= Excerpted data =
+===+

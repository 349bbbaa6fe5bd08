//! Node captions.

use hmmviz_layout::{NodeId, TierCounts};
use serde::{Deserialize, Serialize};

use crate::error::{Error, Result};

/// Caption of the initial-state node.
pub const INITIAL_LABEL: &str = "START";

/// Optional custom captions for hidden states and observation symbols.
///
/// Unset tiers fall back to `S{i}` and `O{j}`.
#[derive(Debug, Clone, Default, PartialEq, Eq, Serialize, Deserialize)]
pub struct Labels {
    #[serde(default, skip_serializing_if = "Option::is_none")]
    pub states: Option<Vec<String>>,
    #[serde(default, skip_serializing_if = "Option::is_none")]
    pub observations: Option<Vec<String>>,
}

impl Labels {
    pub fn new(states: Option<Vec<String>>, observations: Option<Vec<String>>) -> Self {
        Self {
            states,
            observations,
        }
    }

    pub fn state(&self, index: usize) -> String {
        self.states
            .as_ref()
            .and_then(|names| names.get(index).cloned())
            .unwrap_or_else(|| format!("S{index}"))
    }

    pub fn observation(&self, index: usize) -> String {
        self.observations
            .as_ref()
            .and_then(|names| names.get(index).cloned())
            .unwrap_or_else(|| format!("O{index}"))
    }

    pub fn node(&self, node: NodeId) -> String {
        match node {
            NodeId::Initial => INITIAL_LABEL.to_string(),
            NodeId::State(i) => self.state(i),
            NodeId::Observation(j) => self.observation(j),
        }
    }

    /// Reject custom captions whose count does not match the model.
    pub fn check(&self, counts: TierCounts) -> Result<()> {
        if let Some(states) = &self.states {
            if states.len() != counts.states {
                return Err(Error::validation(format!(
                    "{} state labels for {} states",
                    states.len(),
                    counts.states
                )));
            }
        }
        if let Some(observations) = &self.observations {
            if observations.len() != counts.observations {
                return Err(Error::validation(format!(
                    "{} observation labels for {} observations",
                    observations.len(),
                    counts.observations
                )));
            }
        }
        Ok(())
    }
}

+===+

Above are the records. Identify each line that contains the word "index".

= Task answer =
    pub fn state(&self, index: usize) -> String {
            .and_then(|names| names.get(index).cloned())
            .unwrap_or_else(|| format!("S{index}"))
    pub fn observation(&self, index: usize) -> String {
            .and_then(|names| names.get(index).cloned())
            .unwrap_or_else(|| format!("O{index}"))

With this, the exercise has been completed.